━━ Extracted information
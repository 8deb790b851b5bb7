//! hexsge - hexagonal spatial gene expression binning
//!
//! Turns a single-molecule spatial transcriptomics table into a gene-by-unit
//! count matrix whose units are hexagons on a lattice that slides over
//! sub-cell offsets, written in the 10x-style `features`/`barcode`/`matrix`
//! MatrixMarket layout.
//!
//! # Usage
//!
//! ```bash
//! hexsge hexbin --input transcripts.tsv.gz --gene-id-info genes.tsv.gz \
//!     --output-pref out/sample.hex_24. --hex-width 24 --n-move 2
//! ```

extern crate hexsge_lib;
pub mod commands;
use anyhow::Result;
use env_logger::Env;
use hexsge_lib::utils;
use log::*;
use structopt::StructOpt;

#[derive(StructOpt)]
#[structopt(rename_all = "kebab-case", author, about)]
/// Spatial transcriptomics binning with hexagonal units
struct Args {
    #[structopt(subcommand)]
    subcommand: Subcommand,
}

#[derive(StructOpt)]
enum Subcommand {
    /// Bin molecules into sliding hexagons and write a MatrixMarket matrix
    Hexbin(commands::HexbinArgs),
}

impl Subcommand {
    fn run(self) -> Result<()> {
        match self {
            Subcommand::Hexbin(args) => {
                commands::run_hexbin(args)?;
            }
        }
        Ok(())
    }
}

fn main() -> Result<()> {
    env_logger::Builder::from_env(Env::default().default_filter_or("info")).init();
    if let Err(err) = Args::from_args().subcommand.run() {
        if utils::is_broken_pipe(&err) {
            std::process::exit(0);
        }
        error!("{:#}", err);
        std::process::exit(1);
    }
    Ok(())
}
━━━━
■ **What you should do**:
Only lines with the word "commands" are wanted. Find and copy them from the records above.

■ **Exercise result**:
pub mod commands;
    Hexbin(commands::HexbinArgs),
                commands::run_hexbin(args)?;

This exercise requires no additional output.